Written by Craig Atkins, Managing Director, 1-Fix Limited
It is estimated that the healthcare cybersecurity market will be worth $26.1 billion by 2027, according to recent market research by Meticulous Research®. The demand for advanced cybersecurity is mainly driven by large-scale cloud adoption paired with the emergence of increasingly complex cyber threats.
Healthcare organisations must balance the business benefits of embracing cloud adoption which transforms the delivery and accessibility of healthcare services against the legal and reputational backlash or a hack or data leak of sensitive patient data.
A prolific example was the WannaCry ransomware outbreak in 2017. While not specifically targeted against the NHS, WannaCry exposed the lack of investment of many NHS trusts in their IT infrastructure. After a breach, the key is understanding what went wrong and why so the appropriate improvements to minimise future similar risks can be made.
The leading cause of worm-like cyber threats spreading around all IT systems is due to them exploiting a vulnerability in the operating system or third-party software that has been installed on the network.
If you outsource the management of patching to an external Managed Service Provider (MSP) then ensure your IT Director, CISO or similar responsible person understands how these patches are applied, what is being patched and at what frequency.
Utilise a third party to test for patch compliance. If you outsource to an MSP then use your internal team or an external IT security consultancy to run a vulnerability scan to ensure you do not fall victim to a team that claims to be patching, but is not delivering.
You can utilise a number of software/SaaS tools to automate the vulnerability scanning – such as Nessus (https://www.tenable.com/products/nessus) or OpenVAS (https://www.openvas.org/). While it is advisable to work with security experts to interpret and close discovered issues, the tools above will highlight patch issues and scan using known common vulnerabilities.
Ensure your patching and management extends to all areas of the network and cloud services. Do not forget Azure/AWS or similar platforms that you are expected to secure.
Patching and closing security vulnerabilities is harder with full SaaS offerings, as you do not typically have any access or control of the software or underlying infrastructure. However, you can still check for vulnerabilities or run scheduled penetration testing on these services but ensure you use your own security consultants to run the penetration testing. Do not let the vendors “mark their own homework”.
Over the past decade huge amounts of personal data have been leaked to the internet via misconfigured data stores – known as buckets in the Amazon Web Services’ (AWS) world.
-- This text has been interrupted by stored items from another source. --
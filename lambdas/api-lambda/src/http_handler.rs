use lambda_http::http::header::{HeaderValue, AUTHORIZATION, VARY};
use lambda_http::{
    http::{Method, StatusCode},
    Body, Error, Request, RequestExt, Response,
};
use sanca_atoms as atoms;
use sanca_shared::{auth, s3_presign, AppState};
use std::sync::Arc;

fn with_cors_headers(mut resp: Response<Body>, cors_origin: &str) -> Response<Body> {
    let headers = resp.headers_mut();
    headers.insert(
        "Access-Control-Allow-Origin",
        HeaderValue::from_str(cors_origin).unwrap_or_else(|_| HeaderValue::from_static("*")),
    );
    headers.insert(
        "Access-Control-Allow-Methods",
        HeaderValue::from_static("GET,POST,PUT,DELETE,OPTIONS"),
    );
    headers.insert(
        "Access-Control-Allow-Headers",
        HeaderValue::from_static("Content-Type,Authorization"),
    );
    if cors_origin != "*" {
        headers.append(VARY, HeaderValue::from_static("Origin"));
    }

    resp
}

fn finalize_response(resp: Result<Response<Body>, Error>, cors_origin: &str) -> Result<Response<Body>, Error> {
    resp.map(|r| with_cors_headers(r, cors_origin))
}

fn json_error(status: StatusCode, message: &str) -> Result<Response<Body>, Error> {
    Ok(Response::builder()
        .status(status)
        .header("Content-Type", "application/json")
        .body(serde_json::json!({ "error": message }).to_string().into())
        .map_err(Box::new)?)
}

fn not_found() -> Result<Response<Body>, Error> {
    json_error(StatusCode::NOT_FOUND, "Not found")
}

fn listing_id_param(event: &Request) -> Option<String> {
    event
        .query_string_parameters_ref()
        .and_then(|params| params.first("listing_id"))
        .filter(|id| !id.is_empty())
        .map(str::to_string)
}

/// Main Lambda handler - routes /listing-images requests
pub(crate) async fn function_handler(event: Request, state: Arc<AppState>) -> Result<Response<Body>, Error> {
    let method = event.method().clone();
    let path = event.uri().path().to_string();
    let cors_origin = state.config.cors_origin.as_str();
    tracing::info!("🚀 API Lambda invoked - Method: {} Path: {}", method, path);

    // Handle CORS preflight
    if method == Method::OPTIONS {
        let resp = Response::builder()
            .status(StatusCode::OK)
            .body(Body::Empty)
            .map_err(Box::new)?;
        return Ok(with_cors_headers(resp, cors_origin));
    }

    let parts: Vec<&str> = path.split('/').filter(|s| !s.is_empty()).collect();
    if parts.first() != Some(&"listing-images") {
        return finalize_response(not_found(), cors_origin);
    }

    // Reads are public
    if method == Method::GET {
        return finalize_response(public_routes(&event, &state, &parts).await, cors_origin);
    }

    let authorization = event.headers().get(AUTHORIZATION).and_then(|v| v.to_str().ok());
    let auth_ctx = match auth::authenticate_bearer_request(&state.cognito_client, authorization).await {
        Ok(ctx) => ctx,
        Err(resp) => return Ok(with_cors_headers(resp, cors_origin)),
    };

    finalize_response(
        authenticated_routes(&event, &state, &auth_ctx.user_id, &method, &parts).await,
        cors_origin,
    )
}

async fn public_routes(event: &Request, state: &AppState, parts: &[&str]) -> Result<Response<Body>, Error> {
    let table_name = state.config.table_name.as_str();

    match parts {
        // GET /listing-images/listing/{listing_id} - images of a listing, cover first
        ["listing-images", "listing", listing_id] => {
            atoms::media::list_listing_images_handler(&state.dynamo_client, table_name, listing_id).await
        }
        // GET /listing-images/{id}?listing_id= - one image
        ["listing-images", image_id] => match listing_id_param(event) {
            Some(listing_id) => {
                atoms::media::get_listing_image_handler(&state.dynamo_client, table_name, &listing_id, image_id)
                    .await
            }
            None => json_error(StatusCode::BAD_REQUEST, "Missing listing_id query parameter"),
        },
        _ => not_found(),
    }
}

async fn authenticated_routes(
    event: &Request,
    state: &AppState,
    user_id: &str,
    method: &Method,
    parts: &[&str],
) -> Result<Response<Body>, Error> {
    let table_name = state.config.table_name.as_str();
    let body = event.body();

    match (method, parts) {
        // POST /listing-images/s3 - presigned upload URL
        (&Method::POST, ["listing-images", "s3"]) => {
            s3_presign::presign_upload_handler(
                &state.s3_client,
                &state.config.bucket_name,
                state.config.presign_expires,
                body,
            )
            .await
        }
        // POST /listing-images - create image record
        (&Method::POST, ["listing-images"]) => {
            atoms::media::create_listing_image_handler(&state.dynamo_client, table_name, user_id, body).await
        }
        // PUT /listing-images/{id}?listing_id= - update order/src (seller only)
        (&Method::PUT, ["listing-images", image_id]) => match listing_id_param(event) {
            Some(listing_id) => {
                atoms::media::update_listing_image_handler(
                    &state.dynamo_client,
                    table_name,
                    user_id,
                    &listing_id,
                    image_id,
                    body,
                )
                .await
            }
            None => json_error(StatusCode::BAD_REQUEST, "Missing listing_id query parameter"),
        },
        // DELETE /listing-images/{id}?listing_id= - delete image (seller only)
        (&Method::DELETE, ["listing-images", image_id]) => match listing_id_param(event) {
            Some(listing_id) => {
                atoms::media::delete_listing_image_handler(
                    &state.dynamo_client,
                    table_name,
                    user_id,
                    &listing_id,
                    image_id,
                )
                .await
            }
            None => json_error(StatusCode::BAD_REQUEST, "Missing listing_id query parameter"),
        },
        _ => not_found(),
    }
}

#[cfg(test)]
mod tests {
    use super::*;
    use sanca_shared::AppConfig;

    fn state(cors_origin: &str) -> Arc<AppState> {
        let sdk_config = aws_config::SdkConfig::builder()
            .behavior_version(aws_config::BehaviorVersion::latest())
            .region(aws_config::Region::new("ap-southeast-2"))
            .build();
        let config = AppConfig {
            cors_origin: cors_origin.to_string(),
            ..AppConfig::from_lookup(|_| None)
        };
        Arc::new(AppState::new(&sdk_config, config))
    }

    fn request(method: &str, uri: &str) -> Request {
        lambda_http::http::Request::builder()
            .method(method)
            .uri(uri)
            .body(Body::Empty)
            .unwrap()
    }

    #[tokio::test]
    async fn preflight_gets_cors_headers() {
        let resp = function_handler(request("OPTIONS", "/listing-images"), state("https://sanca.app"))
            .await
            .unwrap();

        assert_eq!(resp.status(), StatusCode::OK);
        assert_eq!(resp.headers()["Access-Control-Allow-Origin"], "https://sanca.app");
        assert_eq!(resp.headers()[VARY], "Origin");
    }

    #[tokio::test]
    async fn unknown_path_is_404() {
        let resp = function_handler(request("GET", "/listings"), state("*")).await.unwrap();
        assert_eq!(resp.status(), StatusCode::NOT_FOUND);
        assert_eq!(resp.headers()["Access-Control-Allow-Origin"], "*");
    }

    #[tokio::test]
    async fn get_image_requires_listing_id() {
        let resp = function_handler(request("GET", "/listing-images/img-1"), state("*"))
            .await
            .unwrap();
        assert_eq!(resp.status(), StatusCode::BAD_REQUEST);
    }

    #[tokio::test]
    async fn mutations_require_bearer_token() {
        let resp = function_handler(request("DELETE", "/listing-images/img-1?listing_id=l-1"), state("*"))
            .await
            .unwrap();
        assert_eq!(resp.status(), StatusCode::UNAUTHORIZED);
        assert_eq!(resp.headers()["Access-Control-Allow-Origin"], "*");
    }
}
Security mistakes have allowed hackers to stumble across databases of private data which should not be accessible to anyone outside the organisation.
If your IT team are working with AWS, Microsoft Azure, Google Cloud or other public cloud providers then ensure that you have the skills in-house to secure and test the security of these cloud instances. If you do not, then outsource a security audit to a professional security firm who specialise in the cloud platform you use.
While cloud-based systems can be accessed anywhere, that does not mean they should be, especially in healthcare. Data access requirements and controls within healthcare should be replicated in cloud systems. This should filter down to physical access to the systems, as well as to individual patient records.
For example, access to write medical imaging data into a PACS (Picture archiving and communication system) should be locked to the specific devices and locations that need this functionality, and not left open to the entire network.
Auditing your key systems is a good place to start. Look at what data is stored, how classified it is, who needs access and where from. Then work with your IT team and SaaS vendors to mirror your requirements on the firewalls, access control lists and user permissions. Once the audit is complete ensure you have proper information management controls to handle requests for new users, permission uplifts, changes and alterations, and other odd cases that may require a temporary or permanent change to your permission structure. Schedule a regular audit process to pick up outliers or non-compliant users and the incorrect permissions.
SaaS vendors often offer a range of security tools within their products, many of which are not enabled out of the box. You should use features such as multi-factor authentication (MFA or 2FA), password strength requirements, and conditional access based on location or device profiles to provide a solid security baseline.
All SaaS applications and physical systems produce logs, and most major SaaS applications allow the exporting of these logs to a security information and event management (SIEM) platform.
Depending on the size of your organisation, you may have a security operations centre (SOC) either in-house or outsourced. If you do, then they will have a SIEM platform they want you to feed into, so ensure you keep them involved and informed of new SaaS systems you are planning to implement. If you do not currently work with an SOC, you should consider doing so. Having security logs in place and not monitoring them means you are always reactive to security threats if you are even aware of them at all.
If your size or budget does not warrant a SOC, then ensure you gather and keep the logs at minimum. This allows you to bring in forensic data breach investigators in the worst-case scenario.